PROBLEM STATEMENT = Go through the data below and copy each line where the word "logged" occurs.

THE DATA =
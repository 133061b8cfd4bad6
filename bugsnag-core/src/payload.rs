//! Wire model for the error reporting endpoint.
//!
//! Field names follow the remote service's camelCase schema. Optional fields
//! are omitted rather than serialized as `null`.

use crate::breadcrumbs::Breadcrumb;
use crate::metadata::Metadata;
use crate::severity::Severity;
use serde::{Deserialize, Serialize};
use std::collections::BTreeMap;
use std::panic::Location;

/// Top-level report body
#[derive(Debug, Clone, PartialEq, Eq, Serialize, Deserialize)]
#[serde(rename_all = "camelCase")]
pub struct Payload {
    pub api_key: String,
    pub events: Vec<Event>,
    pub notifier: Notifier,
}

impl Payload {
    pub fn to_json(&self) -> serde_json::Result<Vec<u8>> {
        serde_json::to_vec(self)
    }
}

/// Identity of this bridge as a notifier library
#[derive(Debug, Clone, PartialEq, Eq, Serialize, Deserialize)]
pub struct Notifier {
    pub name: String,
    pub url: String,
    pub version: String,
}

impl Default for Notifier {
    fn default() -> Self {
        Self {
            name: "Bugsnag Rust Bridge".to_string(),
            url: "https://docs.bugsnag.com/api/error-reporting/".to_string(),
            version: env!("CARGO_PKG_VERSION").to_string(),
        }
    }
}

#[derive(Debug, Clone, PartialEq, Eq, Serialize, Deserialize)]
#[serde(rename_all = "camelCase")]
pub struct App {
    pub release_stage: String,
    #[serde(skip_serializing_if = "Option::is_none")]
    pub version: Option<String>,
}

/// One reported error
#[derive(Debug, Clone, PartialEq, Eq, Serialize, Deserialize)]
#[serde(rename_all = "camelCase")]
pub struct Event {
    pub app: App,
    pub breadcrumbs: Vec<Breadcrumb>,
    pub exceptions: Vec<ExceptionRecord>,
    pub meta_data: Metadata,
    pub payload_version: String,
    #[serde(skip_serializing_if = "Option::is_none")]
    pub request: Option<RequestInfo>,
    pub severity: Severity,
    pub unhandled: bool,
    #[serde(skip_serializing_if = "Option::is_none")]
    pub user: Option<User>,
}

#[derive(Debug, Clone, PartialEq, Eq, Serialize, Deserialize)]
#[serde(rename_all = "camelCase")]
pub struct ExceptionRecord {
    pub error_class: String,
    pub message: String,
    pub stacktrace: Vec<StackFrame>,
    #[serde(rename = "type")]
    pub kind: String,
}

#[derive(Debug, Clone, PartialEq, Eq, Serialize, Deserialize)]
#[serde(rename_all = "camelCase")]
pub struct StackFrame {
    pub file: String,
    pub method: String,
    pub line_number: u32,
    pub column_number: u32,
    pub code: Vec<String>,
    pub in_project: bool,
}

impl StackFrame {
    pub fn new(file: impl Into<String>, method: impl Into<String>, line: u32, column: u32) -> Self {
        Self {
            file: file.into(),
            method: method.into(),
            line_number: line,
            column_number: column,
            code: Vec::new(),
            in_project: true,
        }
    }

    /// Capture the caller's source location as the single frame of a report.
    #[track_caller]
    pub fn here(method: impl Into<String>) -> Self {
        Self::from_location(Location::caller(), method)
    }

    pub fn from_location(location: &Location<'_>, method: impl Into<String>) -> Self {
        Self::new(location.file(), method, location.line(), location.column())
    }
}

#[derive(Debug, Clone, PartialEq, Eq, Serialize, Deserialize)]
#[serde(rename_all = "camelCase")]
pub struct RequestInfo {
    #[serde(skip_serializing_if = "Option::is_none")]
    pub body: Option<String>,
    #[serde(skip_serializing_if = "Option::is_none")]
    pub client_ip: Option<String>,
    pub headers: BTreeMap<String, String>,
    pub http_method: String,
    pub referer: String,
    pub url: String,
}

#[derive(Debug, Clone, PartialEq, Eq, Serialize, Deserialize)]
pub struct User {
    pub id: String,
}
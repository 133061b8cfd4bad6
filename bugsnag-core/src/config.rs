//! Configuration for the reporting pipeline

use crate::error::{BugsnagError, Result};
use serde::{Deserialize, Deserializer, Serialize};
use std::path::Path;
use std::time::Duration;

pub const DEFAULT_ENDPOINT: &str = "https://notify.bugsnag.com";
pub const DEFAULT_PAYLOAD_VERSION: &str = "4";
pub const ENV_PREFIX: &str = "BUGSNAG";

#[derive(Debug, Clone, Serialize, Deserialize)]
#[serde(default)]
pub struct BugsnagConfig {
    /// Project API key
    pub api_key: String,

    /// Release stage label sent with every event
    pub release_stage: String,

    /// Application version
    pub app_version: Option<String>,

    /// Notification endpoint
    pub endpoint: String,

    /// Top-level request body fields to redact
    #[serde(deserialize_with = "list_or_comma_separated")]
    pub key_filters: Vec<String>,

    /// Release stages allowed to notify. Empty means all.
    #[serde(deserialize_with = "list_or_comma_separated")]
    pub notify_release_stages: Vec<String>,

    /// Payload schema version
    pub payload_version: String,

    /// Upper bound for a single submission
    pub timeout_secs: u64,
}

impl Default for BugsnagConfig {
    fn default() -> Self {
        Self {
            api_key: String::new(),
            release_stage: "production".to_string(),
            app_version: None,
            endpoint: DEFAULT_ENDPOINT.to_string(),
            key_filters: Vec::new(),
            notify_release_stages: Vec::new(),
            payload_version: DEFAULT_PAYLOAD_VERSION.to_string(),
            timeout_secs: 10,
        }
    }
}

/// Lists come from files as arrays and from the environment as "a,b,c".
fn list_or_comma_separated<'de, D>(deserializer: D) -> std::result::Result<Vec<String>, D::Error>
where
    D: Deserializer<'de>,
{
    #[derive(Deserialize)]
    #[serde(untagged)]
    enum ListOrJoined {
        List(Vec<String>),
        Joined(String),
    }

    Ok(match ListOrJoined::deserialize(deserializer)? {
        ListOrJoined::List(items) => items,
        ListOrJoined::Joined(joined) => joined
            .split(',')
            .map(str::trim)
            .filter(|item| !item.is_empty())
            .map(str::to_string)
            .collect(),
    })
}

impl BugsnagConfig {
    pub fn new(api_key: impl Into<String>) -> Self {
        Self {
            api_key: api_key.into(),
            ..Self::default()
        }
    }

    /// Load from an optional file, then `BUGSNAG_*` environment variables.
    ///
    /// # Errors
    ///
    /// Returns [`BugsnagError::Config`] when a source cannot be read or the
    /// resulting configuration fails validation.
    pub fn load(path: Option<&Path>) -> Result<Self> {
        Self::load_with_env(path, None)
    }

    /// `env` replaces the process environment when given.
    fn load_with_env(path: Option<&Path>, env: Option<config::Map<String, String>>) -> Result<Self> {
        let mut builder = config::Config::builder();
        if let Some(path) = path {
            builder = builder.add_source(config::File::from(path).required(true));
        }
        // Values stay strings so keys and versions like "00123" or "2.10" survive
        builder = builder.add_source(config::Environment::with_prefix(ENV_PREFIX).source(env));

        let loaded: Self = builder.build()?.try_deserialize()?;
        loaded.validate()?;

        tracing::debug!(
            endpoint = %loaded.endpoint,
            release_stage = %loaded.release_stage,
            filters = loaded.key_filters.len(),
            "Bugsnag configuration loaded"
        );
        Ok(loaded)
    }

    /// Load configuration from environment variables only
    ///
    /// # Errors
    ///
    /// See [`BugsnagConfig::load`].
    pub fn from_env() -> Result<Self> {
        Self::load(None)
    }

    /// # Errors
    ///
    /// Returns [`BugsnagError::Config`] describing the first invalid field.
    pub fn validate(&self) -> Result<()> {
        if self.api_key.trim().is_empty() {
            return Err(BugsnagError::Config("api_key must not be empty".to_string()));
        }

        let endpoint = url::Url::parse(&self.endpoint)
            .map_err(|e| BugsnagError::Config(format!("invalid endpoint {}: {}", self.endpoint, e)))?;
        if !matches!(endpoint.scheme(), "http" | "https") {
            return Err(BugsnagError::Config(format!(
                "endpoint must be http or https, got {}",
                endpoint.scheme()
            )));
        }

        if self.timeout_secs == 0 {
            return Err(BugsnagError::Config("timeout_secs must be greater than zero".to_string()));
        }

        if self.payload_version.trim().is_empty() {
            return Err(BugsnagError::Config("payload_version must not be empty".to_string()));
        }

        Ok(())
    }

    pub fn timeout(&self) -> Duration {
        Duration::from_secs(self.timeout_secs)
    }

    pub fn with_release_stage(mut self, stage: impl Into<String>) -> Self {
        self.release_stage = stage.into();
        self
    }

    pub fn with_app_version(mut self, version: impl Into<String>) -> Self {
        self.app_version = Some(version.into());
        self
    }

    pub fn with_endpoint(mut self, endpoint: impl Into<String>) -> Self {
        self.endpoint = endpoint.into();
        self
    }

    pub fn with_key_filters<I, S>(mut self, filters: I) -> Self
    where
        I: IntoIterator<Item = S>,
        S: Into<String>,
    {
        self.key_filters = filters.into_iter().map(Into::into).collect();
        self
    }

    pub fn with_notify_release_stages<I, S>(mut self, stages: I) -> Self
    where
        I: IntoIterator<Item = S>,
        S: Into<String>,
    {
        self.notify_release_stages = stages.into_iter().map(Into::into).collect();
        self
    }

    pub fn with_timeout_secs(mut self, secs: u64) -> Self {
        self.timeout_secs = secs;
        self
    }
}
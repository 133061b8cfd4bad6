//! Turns an error plus request context into a report payload.
//!
//! Construction never fails: anything that cannot be extracted is left out of
//! the payload instead of aborting the report.

use crate::body_filter::BodyFilter;
use crate::config::BugsnagConfig;
use crate::context::ReportContext;
use crate::metadata::Metadata;
use crate::payload::{App, Event, ExceptionRecord, Notifier, Payload, RequestInfo, User};
use crate::policy::severity_of;
use crate::reportable::Reportable;
use crate::request::RequestSnapshot;
use http::StatusCode;

/// Message used when the error carries no debug reason
pub const FALLBACK_MESSAGE: &str = "Something went wrong";

#[derive(Debug, Clone)]
pub struct PayloadBuilder {
    api_key: String,
    app: App,
    body_filter: BodyFilter,
    payload_version: String,
    notifier: Notifier,
}

impl PayloadBuilder {
    pub fn new(config: &BugsnagConfig) -> Self {
        Self {
            api_key: config.api_key.clone(),
            app: App {
                release_stage: config.release_stage.clone(),
                version: config.app_version.clone(),
            },
            body_filter: BodyFilter::new(config.key_filters.iter().cloned()),
            payload_version: config.payload_version.clone(),
            notifier: Notifier::default(),
        }
    }

    pub fn with_notifier(mut self, notifier: Notifier) -> Self {
        self.notifier = notifier;
        self
    }

    /// Build a single-event payload for `error`.
    pub fn build(
        &self,
        error: &dyn Reportable,
        request: Option<&RequestSnapshot>,
        context: ReportContext,
    ) -> Payload {
        let severity = context.severity.unwrap_or_else(|| severity_of(error));
        let meta_data = Metadata::for_error(error, &context.metadata);

        let event = Event {
            app: self.app.clone(),
            breadcrumbs: context.breadcrumbs,
            exceptions: vec![exception_record(error, context.frame)],
            meta_data,
            payload_version: self.payload_version.clone(),
            request: request.map(|snapshot| self.request_info(snapshot)),
            severity,
            unhandled: true,
            user: context.user_id.map(|id| User { id }),
        };

        Payload {
            api_key: self.api_key.clone(),
            events: vec![event],
            notifier: self.notifier.clone(),
        }
    }

    fn request_info(&self, snapshot: &RequestSnapshot) -> RequestInfo {
        RequestInfo {
            body: snapshot
                .body
                .as_deref()
                .and_then(|raw| self.body_filter.apply(raw)),
            client_ip: snapshot.peer.host.clone(),
            headers: snapshot.headers.clone(),
            http_method: snapshot.method.clone(),
            referer: snapshot.peer.description.clone(),
            url: snapshot.url.clone(),
        }
    }
}

fn exception_record(error: &dyn Reportable, frame: crate::payload::StackFrame) -> ExceptionRecord {
    ExceptionRecord {
        error_class: error.localized_description(),
        message: error.reason().unwrap_or_else(|| FALLBACK_MESSAGE.to_string()),
        stacktrace: vec![frame],
        kind: type_label(error),
    }
}

/// Reason phrase of the error's status, defaulting to 500's.
pub fn type_label(error: &dyn Reportable) -> String {
    let status = error.status().unwrap_or(StatusCode::INTERNAL_SERVER_ERROR);
    status
        .canonical_reason()
        .unwrap_or("Internal Server Error")
        .to_string()
}

#[cfg(test)]
mod tests {
    use super::*;
    use crate::payload::StackFrame;
    use crate::reportable::OpaqueError;

    fn builder() -> PayloadBuilder {
        PayloadBuilder::new(
            &BugsnagConfig::new("api-key")
                .with_release_stage("staging")
                .with_app_version("1.2.3")
                .with_key_filters(["password"]),
        )
    }

    fn context() -> ReportContext {
        ReportContext::with_frame(StackFrame::new("src/handlers.rs", "create_order", 12, 9))
    }

    #[test]
    fn test_single_event_single_exception() {
        let error = OpaqueError::from(anyhow::anyhow!("boom"));
        let payload = builder().build(&error, None, context());

        assert_eq!(payload.api_key, "api-key");
        assert_eq!(payload.events.len(), 1);
        let event = &payload.events[0];
        assert_eq!(event.exceptions.len(), 1);
        assert_eq!(event.exceptions[0].stacktrace.len(), 1);
        assert!(event.unhandled);
        assert!(event.request.is_none());
        assert!(event.user.is_none());
        assert_eq!(event.app.release_stage, "staging");
        assert_eq!(event.app.version.as_deref(), Some("1.2.3"));
    }

    #[test]
    fn test_request_body_filtered() {
        let error = OpaqueError::from(anyhow::anyhow!("boom"));
        let snapshot = RequestSnapshot::new("POST", "https://shop.example/orders")
            .with_peer(Some("10.0.0.7".to_string()), "10.0.0.7:53211")
            .with_body(r#"{"password":"pw","sku":"A-1"}"#);

        let payload = builder().build(&error, Some(&snapshot), context());
        let request = payload.events[0].request.as_ref().unwrap();

        let body = request.body.as_deref().unwrap();
        assert!(!body.contains("password"));
        assert!(body.contains("A-1"));
        assert_eq!(request.client_ip.as_deref(), Some("10.0.0.7"));
        assert_eq!(request.referer, "10.0.0.7:53211");
        assert_eq!(request.http_method, "POST");
    }

    #[test]
    fn test_caller_severity_and_user() {
        let error = OpaqueError::from(anyhow::anyhow!("boom"));
        let ctx = context()
            .with_severity(crate::severity::Severity::Info)
            .with_user_id("user-9")
            .add_metadata("tenant", "acme");

        let payload = builder().build(&error, None, ctx);
        let event = &payload.events[0];
        assert_eq!(event.severity, crate::severity::Severity::Info);
        assert_eq!(event.user.as_ref().map(|u| u.id.as_str()), Some("user-9"));
        assert_eq!(event.meta_data.get("tenant"), Some("acme"));
    }
}
//! Delivery of crash reports to Bugsnag
//!
//! [`Reporter`] consults the report policy, builds the payload and hands it to
//! the [`ConnectionManager`], which posts it to the notification endpoint in
//! the background. Delivery is best effort: failures are logged and surfaced
//! only through [`SubmissionOutcome`], never to the code that raised the
//! original error.
//!
//! # Example
//!
//! ```rust,no_run
//! use bugsnag_core::{BugsnagConfig, OpaqueError, ReportContext};
//! use bugsnag_notifier::Reporter;
//!
//! #[tokio::main]
//! async fn main() -> Result<(), Box<dyn std::error::Error>> {
//!     let reporter = Reporter::new(&BugsnagConfig::from_env()?)?;
//!
//!     let error = OpaqueError::from(anyhow::anyhow!("payment gateway unreachable"));
//!     let receipt = reporter.report_with(&error, None, ReportContext::new("charge_card"), |outcome| {
//!         tracing::info!(delivered = outcome.is_delivered(), "report finished");
//!     });
//!
//!     // Optional: wait for delivery, e.g. before shutdown
//!     receipt.outcome().await;
//!     Ok(())
//! }
//! ```

pub mod connection;
pub mod reporter;
pub mod transport;

pub use connection::{ConnectionManager, SubmissionOutcome};
pub use reporter::{Completion, ReportReceipt, Reporter};
pub use transport::{ReqwestTransport, Transport};
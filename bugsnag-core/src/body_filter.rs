// Request body redaction
// Removes configured top-level keys from JSON object bodies before transmission

/// Redacts top-level fields from request bodies.
#[derive(Debug, Clone, Default)]
pub struct BodyFilter {
    keys: Vec<String>,
}

impl BodyFilter {
    pub fn new<I, S>(keys: I) -> Self
    where
        I: IntoIterator<Item = S>,
        S: Into<String>,
    {
        Self {
            keys: keys.into_iter().map(Into::into).collect(),
        }
    }

    pub fn keys(&self) -> &[String] {
        &self.keys
    }

    /// Produce the body string sent to the remote service.
    ///
    /// A JSON object loses every filtered top-level key and is re-serialized
    /// pretty-printed with sorted keys. Anything else falls back to the raw
    /// UTF-8 text (empty for an empty body), or `None` when the bytes are
    /// not valid UTF-8.
    pub fn apply(&self, raw: &[u8]) -> Option<String> {
        match serde_json::from_slice::<serde_json::Value>(raw) {
            Ok(serde_json::Value::Object(mut object)) => {
                object.retain(|key, _| !self.keys.iter().any(|filtered| filtered == key));
                match serde_json::to_string_pretty(&object) {
                    Ok(json) => Some(json),
                    Err(e) => {
                        tracing::debug!(error = %e, "Filtered body could not be re-serialized");
                        None
                    }
                }
            }
            _ => std::str::from_utf8(raw).ok().map(str::to_string),
        }
    }
}
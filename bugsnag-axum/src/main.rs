use axum::{
    extract::Path,
    http::StatusCode,
    middleware::from_fn_with_state,
    routing::{get, post},
    Extension, Json, Router,
};
use bugsnag_axum::{init_tracing, report_errors, ApiError, ApiResult, ReportState, Reported};
use bugsnag_core::{BreadcrumbTrail, BreadcrumbType, BugsnagConfig, OpaqueError};
use bugsnag_notifier::Reporter;
use clap::Parser;
use serde_json::{json, Value};
use std::{collections::BTreeMap, net::SocketAddr, path::PathBuf};
use tower_http::trace::TraceLayer;
use tracing::info;

/// Demo server that reports failing requests to Bugsnag
#[derive(Parser, Debug)]
#[command(name = "bugsnag-demo")]
#[command(about = "Axum server wired to the Bugsnag error reporter")]
struct Args {
    /// Server bind address
    #[arg(long, default_value = "127.0.0.1")]
    host: String,

    /// Server port
    #[arg(short, long, default_value = "8080")]
    port: u16,

    /// Configuration file path; BUGSNAG_* environment variables override it
    #[arg(short, long)]
    config: Option<PathBuf>,

    /// Largest request body captured into reports, in bytes
    #[arg(long, default_value_t = bugsnag_axum::DEFAULT_MAX_BODY_BYTES)]
    max_body_bytes: usize,

    /// Enable verbose logging
    #[arg(short, long)]
    verbose: bool,
}

#[tokio::main]
async fn main() -> anyhow::Result<()> {
    let args = Args::parse();
    init_tracing(args.verbose)?;

    let config = BugsnagConfig::load(args.config.as_deref())?;
    let reporter = Reporter::new(&config)?;
    info!(
        endpoint = %config.endpoint,
        release_stage = %config.release_stage,
        "Bugsnag reporter ready"
    );

    let state = ReportState::new(reporter).with_max_body_bytes(args.max_body_bytes);
    let app = Router::new()
        .route("/health", get(health))
        .route("/orders", post(create_order))
        .route("/orders/:id", get(get_order).delete(cancel_order))
        .route("/crash", get(crash))
        .route("/unavailable", get(unavailable))
        .layer(from_fn_with_state(state, report_errors))
        .layer(TraceLayer::new_for_http());

    let addr: SocketAddr = format!("{}:{}", args.host, args.port).parse()?;
    let listener = tokio::net::TcpListener::bind(addr).await?;
    info!("Demo server listening on http://{}", addr);

    axum::serve(listener, app.into_make_service_with_connect_info::<SocketAddr>()).await?;
    Ok(())
}

async fn health() -> Json<Value> {
    Json(json!({ "status": "ok" }))
}

async fn create_order(
    Extension(trail): Extension<BreadcrumbTrail>,
    Json(order): Json<Value>,
) -> ApiResult<(StatusCode, Json<Value>)> {
    let fields = order.as_object().map_or(0, serde_json::Map::len);
    trail.leave_with(
        "Order received",
        BreadcrumbType::State,
        BTreeMap::from([("fields".to_string(), fields.to_string())]),
    );

    if let Some(id) = order.get("id") {
        return Err(ApiError::conflict(format!("order {id} already exists")));
    }

    let Some(quantity) = order.get("quantity").and_then(Value::as_u64) else {
        return Err(ApiError::validation("quantity is required"));
    };
    if quantity == 0 {
        return Err(ApiError::bad_request("quantity must be positive"));
    }

    Ok((StatusCode::CREATED, Json(json!({ "quantity": quantity }))))
}

async fn get_order(Path(id): Path<u64>) -> ApiResult<Json<Value>> {
    Err(ApiError::not_found(format!("order {id}")))
}

async fn cancel_order(Path(id): Path<u64>) -> ApiResult<StatusCode> {
    Err(ApiError::authorization(format!("order {id} can only be cancelled by its owner")))
}

async fn crash() -> Result<&'static str, Reported<OpaqueError>> {
    Err(anyhow::anyhow!("inventory service returned garbage").into())
}

async fn unavailable() -> StatusCode {
    StatusCode::SERVICE_UNAVAILABLE
}
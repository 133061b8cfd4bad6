use std::collections::BTreeMap;

/// Where the failed request came from.
#[derive(Debug, Clone, Default, PartialEq, Eq)]
pub struct PeerInfo {
    /// Client host or address, when known
    pub host: Option<String>,
    /// Human readable peer descriptor
    pub description: String,
}

/// Immutable capture of the HTTP request that triggered an error.
#[derive(Debug, Clone, Default, PartialEq, Eq)]
pub struct RequestSnapshot {
    pub method: String,
    pub url: String,
    pub peer: PeerInfo,
    pub headers: BTreeMap<String, String>,
    /// Raw body bytes; `None` when the body was not captured
    pub body: Option<Vec<u8>>,
}

impl RequestSnapshot {
    pub fn new(method: impl Into<String>, url: impl Into<String>) -> Self {
        Self {
            method: method.into(),
            url: url.into(),
            ..Self::default()
        }
    }

    pub fn with_peer(mut self, host: Option<String>, description: impl Into<String>) -> Self {
        self.peer = PeerInfo {
            host,
            description: description.into(),
        };
        self
    }

    /// Add headers in order; a repeated name keeps the last value.
    pub fn with_headers<I, K, V>(mut self, headers: I) -> Self
    where
        I: IntoIterator<Item = (K, V)>,
        K: Into<String>,
        V: Into<String>,
    {
        for (name, value) in headers {
            self.headers.insert(name.into(), value.into());
        }
        self
    }

    pub fn with_body(mut self, body: impl Into<Vec<u8>>) -> Self {
        self.body = Some(body.into());
        self
    }
}
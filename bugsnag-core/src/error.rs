use thiserror::Error;

/// Errors raised inside the reporting pipeline itself.
///
/// None of these ever reach the HTTP response of the request being reported;
/// they are logged and folded into a failed submission outcome.
#[derive(Error, Debug)]
pub enum BugsnagError {
    /// Configuration is missing or invalid
    #[error("Configuration error: {0}")]
    Config(String),

    /// Payload could not be encoded
    #[error("Serialization error: {0}")]
    Serialization(#[from] serde_json::Error),

    /// Transport failed before a response was received
    #[error("Network error: {0}")]
    Network(String),

    /// Remote service answered with a non-success status
    #[error("Unexpected response status: {0}")]
    Status(u16),

    /// Submission exceeded the configured deadline
    #[error("Submission timed out after {0:?}")]
    Timeout(std::time::Duration),

    /// No async runtime was available to run the submission
    #[error("No async runtime available for submission")]
    NoRuntime,

    /// Wrapped external errors
    #[error(transparent)]
    Other(#[from] anyhow::Error),
}

impl From<config::ConfigError> for BugsnagError {
    fn from(err: config::ConfigError) -> Self {
        BugsnagError::Config(err.to_string())
    }
}

/// Result type alias for reporting pipeline operations
pub type Result<T> = std::result::Result<T, BugsnagError>;
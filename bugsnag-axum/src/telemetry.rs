use std::env;
use tracing::Level;
use tracing_subscriber::{
    fmt::{self, time::ChronoUtc},
    layer::SubscriberExt,
    util::SubscriberInitExt,
    EnvFilter,
};

/// Environment variable selecting the log format ("json" or "pretty")
pub const LOG_FORMAT_ENV: &str = "BUGSNAG_LOG_FORMAT";

/// Install the global tracing subscriber.
///
/// `RUST_LOG` overrides the default filter. Output is JSON when
/// `BUGSNAG_LOG_FORMAT=json`, human readable otherwise.
///
/// # Errors
///
/// Fails when a global subscriber is already installed.
pub fn init_tracing(verbose: bool) -> anyhow::Result<()> {
    let level = if verbose { Level::DEBUG } else { Level::INFO };

    let env_filter = EnvFilter::try_from_default_env().unwrap_or_else(|_| {
        format!(
            "bugsnag_axum={level},bugsnag_notifier={level},bugsnag_core={level},tower_http=info,reqwest=info"
        )
        .into()
    });

    let json = env::var(LOG_FORMAT_ENV).is_ok_and(|format| format.eq_ignore_ascii_case("json"));

    if json {
        tracing_subscriber::registry()
            .with(env_filter)
            .with(
                fmt::layer()
                    .with_target(false)
                    .with_timer(ChronoUtc::rfc_3339())
                    .with_ansi(false)
                    .json(),
            )
            .try_init()?;
    } else {
        tracing_subscriber::registry()
            .with(env_filter)
            .with(
                fmt::layer()
                    .with_target(true)
                    .with_file(true)
                    .with_line_number(true)
                    .with_timer(ChronoUtc::rfc_3339()),
            )
            .try_init()?;
    }

    Ok(())
}
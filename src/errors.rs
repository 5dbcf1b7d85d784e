/*
Copyright 2025 Connor Nolan

Licensed under the Apache License, Version 2.0 (the "License");
you may not use this file except in compliance with the License.
You may obtain a copy of the License at

    http://www.apache.org/licenses/LICENSE-2.0

Unless required by applicable law or agreed to in writing, software
distributed under the License is distributed on an "AS IS" BASIS,
WITHOUT WARRANTIES OR CONDITIONS OF ANY KIND, either express or implied.
See the License for the specific language governing permissions and
limitations under the License.
*/

use thiserror::Error;

// Per-line failures are collected as diagnostics on the final Assembly and
// never abort the run; the offending line simply emits nothing.
#[derive(Error, Debug, PartialEq)]
pub enum AssemblyError {
    #[error("Syntax error on line {line}: {reason}")]
    SyntaxError { line: usize, reason: String },

    #[error("Range error on line {line}: {reason}")]
    RangeError { line: usize, reason: String },

    #[error("Unsupported operand mode on line {line}: {reason}")]
    UnsupportedMode { line: usize, reason: String },

    #[error("Duplicate label definition on line {line}: {label}")]
    DuplicateLabel { line: usize, label: String },

    #[error("Warning: label \"{0}\" was never defined, its references remain unresolved")]
    UnresolvedLabel(String),

    #[error("Source program not found: {0}")]
    SourceNotFound(String),
}
/*
Copyright 2025 Connor Nolan

Licensed under the Apache License, Version 2.0 (the "License");
you may not use this file except in compliance with the License.
You may obtain a copy of the License at

    http://www.apache.org/licenses/LICENSE-2.0

Unless required by applicable law or agreed to in writing, software
distributed under the License is distributed on an "AS IS" BASIS,
WITHOUT WARRANTIES OR CONDITIONS OF ANY KIND, either express or implied.
See the License for the specific language governing permissions and
limitations under the License.
*/

mod arithmetic;
mod control_flow;
mod data_move;
mod misc;
mod stack;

SOLUTION FOR THIS EXERCISE =
//! the background. Delivery is best effort: failures are logged and surfaced
/// they are logged and folded into a failed submission outcome.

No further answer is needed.